Center: CECEHDPR - Johns Hopkins University Hospital
Center Director: Eggleston, Peyton A.
Title: Mechanisms Of Particulate-Induced Allergic Asthma
Investigators: Wills-Karp, Marsha
Institution: Johns Hopkins University
EPA Project Officer: Fields, Nigel
Project Period: January 1, 1998 through January 1, 2002
Project Period Covered by this Report: January 1, 2001 through January 1, 2002
Project Amount: Refer to main center abstract for funding details.
RFA: Centers for Children's Environmental Health and Disease Prevention Research (1998)

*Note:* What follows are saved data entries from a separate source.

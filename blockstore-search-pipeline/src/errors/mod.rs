//! Error types for the indexing pipeline.

use blockstore_search_repository::{BulkResponse, SearchIndexError};
use blockstore_search_shared::SchemaError;
use thiserror::Error;

/// A source record could not be turned into a document.
#[derive(Debug, Clone, PartialEq, Eq, Error)]
pub enum MappingError {
    #[error("Record for index {index} is missing required field '{field}'")]
    MissingRequiredField { index: String, field: String },

    #[error("Record for index {0} produced an empty document key")]
    EmptyKey(String),
}

/// A batch could not be written to the search index.
#[derive(Debug, Clone, Error)]
pub enum WriteError {
    /// Every attempt failed with a transient error.
    #[error("Bulk submit failed after {attempts} attempt(s): {source}")]
    RetriesExhausted {
        attempts: u32,
        #[source]
        source: SearchIndexError,
    },

    /// The index refused the request; retrying would not help.
    #[error("Bulk submit rejected: {0}")]
    Rejected(#[source] SearchIndexError),

    /// The request went through but some actions were refused.
    #[error(
        "{} of {} action(s) rejected by the index",
        .response.total() - .response.succeeded(),
        .response.total()
    )]
    PartialFailure { response: BulkResponse },
}

/// A read-path call failed. Never retried.
#[derive(Debug, Clone, Error)]
pub enum QueryError {
    #[error("Field '{facet}' is not facetable in index {index}")]
    UnknownFacet { index: String, facet: String },

    #[error("Index {0} has no suggest-eligible fields")]
    SuggestUnsupported(String),

    #[error("Search index error: {0}")]
    SearchIndex(#[from] SearchIndexError),
}

/// Errors that can occur in the indexing pipeline.
#[derive(Debug, Error)]
pub enum PipelineError {
    /// Error mapping a record into a document.
    #[error("Mapping error: {0}")]
    Mapping(#[from] MappingError),

    /// A flush failed; the affected documents were dropped.
    #[error("Write failure for index {index}, {dropped} document(s) dropped: {source}")]
    WriteFailure {
        index: String,
        dropped: usize,
        #[source]
        source: WriteError,
    },

    /// Error from the search index outside of a batch write.
    #[error("Search index error: {0}")]
    SearchIndex(#[from] SearchIndexError),

    /// A descriptor failed validation.
    #[error("Invalid schema: {0}")]
    InvalidSchema(#[from] SchemaError),

    /// The indexer was closed.
    #[error("Indexer for index {0} is closed")]
    Closed(String),
}

impl PipelineError {
    /// Number of documents this error caused to be dropped.
    pub fn dropped(&self) -> usize {
        match self {
            Self::WriteFailure { dropped, .. } => *dropped,
            _ => 0,
        }
    }
}

#[cfg(test)]
mod tests {
    use super::*;
    use blockstore_search_repository::BulkItemResult;
    use blockstore_search_shared::IndexActionKind;

    #[test]
    fn test_partial_failure_message() {
        let err = WriteError::PartialFailure {
            response: BulkResponse::new(vec![
                BulkItemResult::ok("1", IndexActionKind::MergeOrUpload, 201),
                BulkItemResult::failed("2", IndexActionKind::Upload, 409, "exists"),
            ]),
        };
        assert_eq!(err.to_string(), "1 of 2 action(s) rejected by the index");
    }

    #[test]
    fn test_dropped() {
        let err = PipelineError::WriteFailure {
            index: "blocks".to_string(),
            dropped: 4,
            source: WriteError::Rejected(SearchIndexError::validation("bad")),
        };
        assert_eq!(err.dropped(), 4);
        assert_eq!(PipelineError::Closed("blocks".to_string()).dropped(), 0);
    }
}
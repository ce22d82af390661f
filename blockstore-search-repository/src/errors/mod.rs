//! Error types for the search index repository.

mod search_index_error;

pub use search_index_error::SearchIndexError;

Research Category: Children's Health , Health Effects
Description:
Objective:The objective of this project is to examine the mechanisms by which ambient particulate matter (PM) may exacerbate allergic airways disease, or play a role in the induction of an asthma-like phenotype in a murine model. The studies show that a single exposure to ambient PM (0.5mg, < 0. 8um diameter) collected in inner city Baltimore induces sustained airway hyperresponsiveness (AHR), and puhnonary inflammation (i.e. eosinophilia and neutrophilia) Conversely, these responses are not observed when animals are exposed to a reference source of fly ash. Interestingly, this phenotype is observed in all murine strains studied to date, although to varying degrees suggesting that genetic susceptibility to develop allergic airway responses is not required. Additionally, in an ongoing study, investigators results indicate that repeated exposure to low doses of PM (5 ug) may have a cumulative effect in the development of AHR accompanied by mild, but persistent eosinophilia. Studies are underway to investigate the role of different cell types such as eosinophils and macrophages in PM-induced airway responses. One of the most interesting findings is that PM-induced AHR appears to be dependent on the complement component (C3). Studies are underway to define the exact mechanisms by which complement activation mediates AHR.

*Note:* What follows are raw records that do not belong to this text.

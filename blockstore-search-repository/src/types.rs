//! Response types for bulk submissions.

use blockstore_search_shared::IndexActionKind;

/// Outcome of a single action within a bulk request.
#[derive(Debug, Clone, PartialEq, Eq)]
pub struct BulkItemResult {
    /// Key of the document the action targeted.
    pub key: String,
    pub action: IndexActionKind,
    /// Per-item HTTP-style status reported by the index.
    pub status: u16,
    /// Reason the action was rejected, if it was.
    pub error: Option<String>,
}

impl BulkItemResult {
    pub fn ok(key: impl Into<String>, action: IndexActionKind, status: u16) -> Self {
        Self {
            key: key.into(),
            action,
            status,
            error: None,
        }
    }

    pub fn failed(
        key: impl Into<String>,
        action: IndexActionKind,
        status: u16,
        error: impl Into<String>,
    ) -> Self {
        Self {
            key: key.into(),
            action,
            status,
            error: Some(error.into()),
        }
    }

    pub fn succeeded(&self) -> bool {
        self.error.is_none()
    }
}

/// Per-item results of a bulk request, in submission order.
#[derive(Debug, Clone, Default, PartialEq, Eq)]
pub struct BulkResponse {
    pub items: Vec<BulkItemResult>,
}

impl BulkResponse {
    pub fn new(items: Vec<BulkItemResult>) -> Self {
        Self { items }
    }

    pub fn total(&self) -> usize {
        self.items.len()
    }

    pub fn succeeded(&self) -> usize {
        self.items.iter().filter(|item| item.succeeded()).count()
    }

    /// Items the index rejected.
    pub fn failures(&self) -> Vec<&BulkItemResult> {
        self.items.iter().filter(|item| !item.succeeded()).collect()
    }

    pub fn has_failures(&self) -> bool {
        self.items.iter().any(|item| !item.succeeded())
    }
}

#[cfg(test)]
mod tests {
    use super::*;

    #[test]
    fn test_bulk_response_counts() {
        let response = BulkResponse::new(vec![
            BulkItemResult::ok("1", IndexActionKind::MergeOrUpload, 201),
            BulkItemResult::failed("2", IndexActionKind::Upload, 409, "version conflict"),
            BulkItemResult::ok("3", IndexActionKind::Delete, 404),
        ]);

        assert_eq!(response.total(), 3);
        assert_eq!(response.succeeded(), 2);
        assert!(response.has_failures());
        assert_eq!(response.failures()[0].key, "2");
    }
}
//! Index actions submitted in bulk batches.

use serde::{Deserialize, Serialize};

use crate::document::Document;

/// What the remote index should do with a document.
#[derive(Debug, Clone, Copy, PartialEq, Eq, Hash, Default, Serialize, Deserialize)]
#[serde(rename_all = "snake_case")]
pub enum IndexActionKind {
    /// Insert a new document. An existing document with the same key is a
    /// per-item failure reported by the index.
    Upload,
    /// Create the document or fully replace the existing one with the same key.
    #[default]
    MergeOrUpload,
    /// Remove the document with this key. Removing a missing key succeeds.
    Delete,
}

impl IndexActionKind {
    pub fn as_str(&self) -> &'static str {
        match self {
            IndexActionKind::Upload => "upload",
            IndexActionKind::MergeOrUpload => "merge_or_upload",
            IndexActionKind::Delete => "delete",
        }
    }
}

impl std::fmt::Display for IndexActionKind {
    fn fmt(&self, f: &mut std::fmt::Formatter<'_>) -> std::fmt::Result {
        f.write_str(self.as_str())
    }
}

/// One document paired with the action to apply to it.
#[derive(Debug, Clone, PartialEq)]
pub struct IndexAction {
    pub kind: IndexActionKind,
    pub document: Document,
}

impl IndexAction {
    pub fn new(kind: IndexActionKind, document: Document) -> Self {
        Self { kind, document }
    }

    pub fn upload(document: Document) -> Self {
        Self::new(IndexActionKind::Upload, document)
    }

    pub fn merge_or_upload(document: Document) -> Self {
        Self::new(IndexActionKind::MergeOrUpload, document)
    }

    pub fn delete(document: Document) -> Self {
        Self::new(IndexActionKind::Delete, document)
    }

    /// Key of the wrapped document.
    pub fn key(&self) -> &str {
        self.document.key()
    }
}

The objectives have been expanded, due to investigators recent discovery of the importance of C5 in allergen-induced airway hyperresponsiveness. Investigators have added a specific aim to examine the role of complement components in airway hyperresponsiveness and airway inflammation induced by environmental particulates.
Progress Summary:Progress has been made toward the primary objective of this project which is to establish a causal relationship between PM exposure and asthma morbidity and to determine the mechanisms by which exposure enhances asthma morbidity. To date, the investigators have determined that a single (0.5 mg/mouse) intratracheal dose of particulate matter collected in urban Baltimore induces significant increases in airway hyperresponsiveness which are sustained over a 7 day period and return to control levels at 14 days. The increase in AHR was preceded by dramafic increases in BAL granulocytes particularly, eosinophils. These physiological changes were associated with an early Th2 cytokine pattern (IL-5, IL- 1 3, eotaxin), which shifted toward a Th1 pattern as AHR and granulocytes returned to normal levels. When the effects of AUB were compared to two reference coal fly ash particulates, we found that AUB induced far more dramatic effects on AHR and airway inflammation than either of the reference particles. Finally, in a leaching experiment, they found that the active components of AUB are not water-soluble, but remain particle-bound. They concluded from these studies that ambient PM can induce asthma-like parameters in naive mice suggesting that PM exposure may contribute to increases in asthma prevalence.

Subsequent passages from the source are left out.